Mobile virtualisation: the alternative
Virtualisation has had a huge impact in datacenters and has long been used to run multiple OSs on desktop systems, but has yet to make similar inroads in the mobile space. That's likely to change, though, because virtualisation seems tailor-made for BYOD -- especially as mobile devices become ever more functional in terms of CPU and GPU power, storage capacity and connectivity.

The idea is that IT managers create a secure, managed, virtualised space on the mobile device in which all business-related activities occur. This is completely isolated from the device's native environment, which remains the user's personal domain.

Several solutions along these lines are available, including VMware's Horizon Mobile, which is now available for Android and iOS devices, along with the server-side Horizon Mobile Manager (HMM), where IT managers provision and administer users' virtual workspaces:

vmware-horizon-mobile
VMware's Horizon Mobile and Horizon Mobile Manager allows IT managers to create and administer secure virtual workspaces on employees' smartphones.

Desktop virtualisation is a well-established field, with products like Citrix XenDesktop and VMware View able to deliver secure virtualised desktop, web or SaaS applications, or complete desktop environments, to a variety of devices -- PCs, Macs, tablets and thin clients, for example. Such installations require a lot of on-premise infrastructure and IT management expertise, however, and so desktop virtualisation as a hosted service may prove a more attractive option for many smaller companies. Nivio, for example, provides access to Windows desktops, applications, storage and an administration interface on any device with an HTML5-compliant browser and an internet connection, and costs from $35-$60 per user per month. A similar service, Cloud Desktop, has just been announced by Mikogo. Desktone is a leading player in the DaaS (Desktop as a Service) market, its technology underpinning third-party offerings from Dell, Navisite, Fujitsu and Quest.

BYOD outlook
These days, cutting-edge technology tends to appear first in the consumer market. Once exposed to new tech, people will want to use it at work as soon as possible.

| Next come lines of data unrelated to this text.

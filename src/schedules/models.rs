// Schedule projection models

use serde::Serialize;
use sqlx::FromRow;
use uuid::Uuid;

/// The schedules service's own copy of a scheduled patient, mapped from the
/// event fields at consumption time. It references nothing in the producer's
/// database.
#[derive(Debug, Clone, FromRow, Serialize)]
pub struct Schedule {
    pub id: Uuid,
    pub name: String,
    pub phone: String,
    pub address: String,
    pub email: String,
}
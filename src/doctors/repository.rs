// Database repository for the doctor service

use axum::async_trait;
use uuid::Uuid;

use crate::auth::{AuthError, CredentialStore, Principal, Role, UserDirectory};
use crate::db::DbPool;
use crate::doctors::models::Doctor;

const DOCTOR_COLUMNS: &str = "id, name, specialty, crm, clinic, email, password, role";

/// Doctor repository for database operations
#[derive(Clone)]
pub struct DoctorRepository {
    pool: DbPool,
}

impl DoctorRepository {
    pub fn new(pool: DbPool) -> Self {
        Self { pool }
    }

    /// Find a doctor by email (case-insensitive)
    pub async fn find_by_email(&self, email: &str) -> Result<Option<Doctor>, sqlx::Error> {
        sqlx::query_as::<_, Doctor>(&format!(
            "SELECT {} FROM tb_doctor WHERE LOWER(email) = LOWER($1)",
            DOCTOR_COLUMNS
        ))
        .bind(email)
        .fetch_optional(&self.pool)
        .await
    }

    /// Find a doctor by ID
    pub async fn find_by_id(&self, id: Uuid) -> Result<Option<Doctor>, sqlx::Error> {
        sqlx::query_as::<_, Doctor>(&format!(
            "SELECT {} FROM tb_doctor WHERE id = $1",
            DOCTOR_COLUMNS
        ))
        .bind(id)
        .fetch_optional(&self.pool)
        .await
    }

    /// List all doctors
    pub async fn list(&self) -> Result<Vec<Doctor>, sqlx::Error> {
        sqlx::query_as::<_, Doctor>(&format!(
            "SELECT {} FROM tb_doctor ORDER BY email",
            DOCTOR_COLUMNS
        ))
        .fetch_all(&self.pool)
        .await
    }
}

#[async_trait]
impl CredentialStore for DoctorRepository {
    async fn find_password_hash(&self, email: &str) -> Result<Option<String>, AuthError> {
        let doctor = self
            .find_by_email(email)
            .await
            .map_err(|e| AuthError::DatabaseError(e.to_string()))?;
        Ok(doctor.and_then(|d| d.password))
    }

    async fn insert_credentials(
        &self,
        email: &str,
        password_hash: &str,
        role: Role,
    ) -> Result<(), AuthError> {
        sqlx::query("INSERT INTO tb_doctor (id, email, password, role) VALUES ($1, $2, $3, $4)")
            .bind(Uuid::new_v4())
            .bind(email)
            .bind(password_hash)
            .bind(role.to_string())
            .execute(&self.pool)
            .await
            .map_err(|e| AuthError::DatabaseError(e.to_string()))?;
        Ok(())
    }
}

#[async_trait]
impl UserDirectory for DoctorRepository {
    async fn find_principal(&self, email: &str) -> Result<Option<Principal>, AuthError> {
        let doctor = self
            .find_by_email(email)
            .await
            .map_err(|e| AuthError::DatabaseError(e.to_string()))?;

        Ok(doctor.map(|d| Principal {
            email: d.email,
            role: d.role.as_deref().map(Role::from_db).unwrap_or_default(),
        }))
    }
}
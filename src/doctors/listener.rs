// Doctor-side consumer of schedule-created events
//
// The doctor service only observes the broadcast: it logs each scheduled
// patient and applies no persistent side effect. Redelivery of the same
// event just logs it again, which is harmless.

use tracing::info;

use crate::events::{EventError, ScheduleEvent};

/// Side effect applied to every event delivered on the doctor queue
pub async fn on_patient_scheduled(event: ScheduleEvent) -> Result<(), EventError> {
    info!(
        "Patient scheduled: {} <{}>, phone {}, address {}",
        event.name, event.email, event.phone, event.address
    );
    Ok(())
}

#[cfg(test)]
mod tests {
    use super::*;

    #[tokio::test]
    async fn observing_an_event_always_succeeds() {
        let event = ScheduleEvent {
            name: "Jane".to_string(),
            phone: "555-1111".to_string(),
            address: "1 Main St".to_string(),
            email: "jane@example.com".to_string(),
        };
        assert!(on_patient_scheduled(event.clone()).await.is_ok());
        // At-least-once: a redelivered event observes again without error
        assert!(on_patient_scheduled(event).await.is_ok());
    }
}
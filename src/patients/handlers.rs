// HTTP handlers and routing for the patient service

use axum::{
    extract::{Path, State},
    http::StatusCode,
    middleware,
    routing::{get, post},
    Json, Router,
};
use std::sync::Arc;
use uuid::Uuid;
use validator::Validate;

use crate::auth::{
    self, authenticate, AuthContext, AuthenticatedUser, LoginRequest, RegisterRequest,
    TokenResponse, TokenService,
};
use crate::error::ApiError;
use crate::events::{ScheduleEvent, SchedulePublisher};
use crate::patients::models::{PatientResponse, SchedulingRequest};
use crate::patients::repository::PatientRepository;

/// Application state shared across patient-service handlers
#[derive(Clone)]
pub struct PatientState {
    pub repo: PatientRepository,
    pub tokens: Arc<TokenService>,
    pub publisher: SchedulePublisher,
}

/// Build the patient service router.
///
/// The authentication filter wraps every route; only the schedules endpoint
/// actually requires a principal, the rest mirror the original permit-all
/// rules.
pub fn router(state: PatientState) -> Router {
    use tower_http::cors::{Any, CorsLayer};

    let auth_ctx = AuthContext::new(state.tokens.clone(), Arc::new(state.repo.clone()));

    let cors = CorsLayer::new()
        .allow_origin(Any)
        .allow_methods(Any)
        .allow_headers(Any);

    Router::new()
        .route("/patient-service/auth/register", post(register_handler))
        .route("/patient-service/auth/login", post(login_handler))
        .route("/patient-service/patients", get(list_patients))
        .route(
            "/patient-service/patients/:id",
            get(get_patient).delete(delete_patient),
        )
        .route("/patient-service/schedules", post(create_schedule))
        .with_state(state)
        .layer(middleware::from_fn_with_state(auth_ctx, authenticate))
        .layer(cors)
}

/// Register a new patient account
/// POST /patient-service/auth/register
async fn register_handler(
    State(state): State<PatientState>,
    Json(request): Json<RegisterRequest>,
) -> Result<StatusCode, ApiError> {
    request.validate()?;
    auth::service::register(&state.repo, &request.email, &request.password, request.role).await?;
    tracing::info!("Registered patient account for {}", request.email);
    Ok(StatusCode::OK)
}

/// Login a patient, returning a bearer token
/// POST /patient-service/auth/login
async fn login_handler(
    State(state): State<PatientState>,
    Json(request): Json<LoginRequest>,
) -> Result<Json<TokenResponse>, ApiError> {
    request.validate()?;
    let response =
        auth::service::login(&state.repo, &state.tokens, &request.email, &request.password)
            .await?;
    Ok(Json(response))
}

/// List all patients
/// GET /patient-service/patients
async fn list_patients(
    State(state): State<PatientState>,
) -> Result<Json<Vec<PatientResponse>>, ApiError> {
    let patients = state.repo.list().await?;
    Ok(Json(patients.into_iter().map(Into::into).collect()))
}

/// Fetch one patient by ID
/// GET /patient-service/patients/:id
async fn get_patient(
    State(state): State<PatientState>,
    Path(id): Path<Uuid>,
) -> Result<Json<PatientResponse>, ApiError> {
    let patient = state.repo.find_by_id(id).await?.ok_or(ApiError::NotFound {
        resource: "Patient".to_string(),
        id: id.to_string(),
    })?;
    Ok(Json(patient.into()))
}

/// Delete one patient by ID
/// DELETE /patient-service/patients/:id
async fn delete_patient(
    State(state): State<PatientState>,
    Path(id): Path<Uuid>,
) -> Result<StatusCode, ApiError> {
    if state.repo.delete(id).await? {
        Ok(StatusCode::NO_CONTENT)
    } else {
        Err(ApiError::NotFound {
            resource: "Patient".to_string(),
            id: id.to_string(),
        })
    }
}

/// Create a schedule: persist the patient record, then broadcast the event
/// POST /patient-service/schedules (authenticated)
///
/// The local insert commits before the publish; a broker failure surfaces
/// as an error response but never rolls the insert back. Publish success
/// means "accepted by broker"; consumers process the event at their own
/// pace, possibly after this response has already been sent.
async fn create_schedule(
    State(state): State<PatientState>,
    user: AuthenticatedUser,
    Json(request): Json<SchedulingRequest>,
) -> Result<Json<SchedulingRequest>, ApiError> {
    request.validate()?;

    tracing::debug!(
        "Schedule requested by {} for patient {}",
        user.0.email,
        request.email
    );

    state
        .repo
        .insert_scheduled(&request.name, &request.address, &request.phone, &request.email)
        .await?;

    let event = ScheduleEvent {
        name: request.name.clone(),
        phone: request.phone.clone(),
        address: request.address.clone(),
        email: request.email.clone(),
    };
    state.publisher.publish(&event).await?;

    tracing::info!("Schedule created and broadcast for {}", request.email);
    Ok(Json(request))
}
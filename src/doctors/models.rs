// Doctor data models and DTOs

use serde::Serialize;
use sqlx::FromRow;
use uuid::Uuid;

/// Doctor database row. Registration only fills email/password/role;
/// the professional fields are populated by back-office tooling.
#[derive(Debug, Clone, FromRow)]
pub struct Doctor {
    pub id: Uuid,
    pub name: Option<String>,
    pub specialty: Option<String>,
    pub crm: Option<String>,
    pub clinic: Option<String>,
    pub email: String,
    pub password: Option<String>,
    pub role: Option<String>,
}

/// Doctor response model (excludes the password hash)
#[derive(Debug, Clone, Serialize)]
pub struct DoctorResponse {
    pub id: Uuid,
    pub name: Option<String>,
    pub specialty: Option<String>,
    pub crm: Option<String>,
    pub clinic: Option<String>,
    pub email: String,
    pub role: Option<String>,
}

impl From<Doctor> for DoctorResponse {
    fn from(doctor: Doctor) -> Self {
        Self {
            id: doctor.id,
            name: doctor.name,
            specialty: doctor.specialty,
            crm: doctor.crm,
            clinic: doctor.clinic,
            email: doctor.email,
            role: doctor.role,
        }
    }
}
// Password hashing, treated as an opaque one-way function by the rest of
// the system

use crate::auth::error::AuthError;
use argon2::password_hash::{rand_core::OsRng, PasswordHash, PasswordHasher, PasswordVerifier, SaltString};
use argon2::Argon2;

/// Password service wrapping Argon2id
pub struct PasswordService;

impl PasswordService {
    /// Hash a password with a fresh random salt
    pub fn hash_password(password: &str) -> Result<String, AuthError> {
        let salt = SaltString::generate(&mut OsRng);
        Argon2::default()
            .hash_password(password.as_bytes(), &salt)
            .map(|hash| hash.to_string())
            .map_err(|_| AuthError::PasswordHashError)
    }

    /// Verify a password against a stored hash
    pub fn verify_password(password: &str, hash: &str) -> Result<bool, AuthError> {
        let parsed = PasswordHash::new(hash).map_err(|_| AuthError::PasswordHashError)?;
        Ok(Argon2::default()
            .verify_password(password.as_bytes(), &parsed)
            .is_ok())
    }
}

#[cfg(test)]
mod tests {
    use super::*;

    #[test]
    fn hash_then_verify_accepts_correct_password() {
        let hash = PasswordService::hash_password("hunter2hunter2").unwrap();
        assert!(PasswordService::verify_password("hunter2hunter2", &hash).unwrap());
    }

    #[test]
    fn verify_rejects_wrong_password() {
        let hash = PasswordService::hash_password("hunter2hunter2").unwrap();
        assert!(!PasswordService::verify_password("wrong-password", &hash).unwrap());
    }

    #[test]
    fn hashes_are_salted() {
        let a = PasswordService::hash_password("same-password").unwrap();
        let b = PasswordService::hash_password("same-password").unwrap();
        assert_ne!(a, b);
    }
}
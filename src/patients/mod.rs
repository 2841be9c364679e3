// Patient service: registration, login, patient CRUD and the schedules
// endpoint that triggers the cross-service event broadcast.

pub mod handlers;
pub mod models;
pub mod repository;

pub use handlers::{router, PatientState};
pub use models::{Patient, PatientResponse, SchedulingRequest};
pub use repository::PatientRepository;
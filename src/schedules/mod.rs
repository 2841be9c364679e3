// Schedules service: consumes the schedule-created broadcast into its own
// projection table and serves it read-only.

pub mod handlers;
pub mod listener;
pub mod models;
pub mod repository;

pub use handlers::{router, ScheduleState};
pub use models::Schedule;
pub use repository::ScheduleRepository;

If officially denied, they'll probably use it surreptitiously, with potentially serious security consequences.

Consumerization, BYOD and the increasing mobility of business computing create serious headaches for IT managers. But these trends also create opportunities for more flexible working patterns, leading to greater employee productivity and job satisfaction -- and ultimately a better return on investment in IT for the business. That's why the BYOD trend is here to stay, and why IT managers need to embrace it.

Mobile Device Management (MDM) is currently evolving into the wider field of Enterprise Mobility Management (EMM), a process that's likely to see further consolidation of today's sizeable vendor population. Larger businesses will want to integrate these products with existing IT systems management infrastructure and collaboration software, which will inevitably see even greater involvement in the MDM/EMM field from big software-and-services players like Microsoft and IBM.

For some companies, virtualisation may prove a more appropriate solution than a full-on enterprise mobility management suite. Here, the IT department simply commandeers part of the mobile device and provides secure access to virtualised business applications, or entire corporate desktops, hosted either in the company's or a service provider's datacenter.

We hear a lot about 'work-life balance' in today's world of increasingly capable and connected mobile devices. The challenge for business IT departments in the next few years is work out how best to accommodate these demands on employees' mobile devices.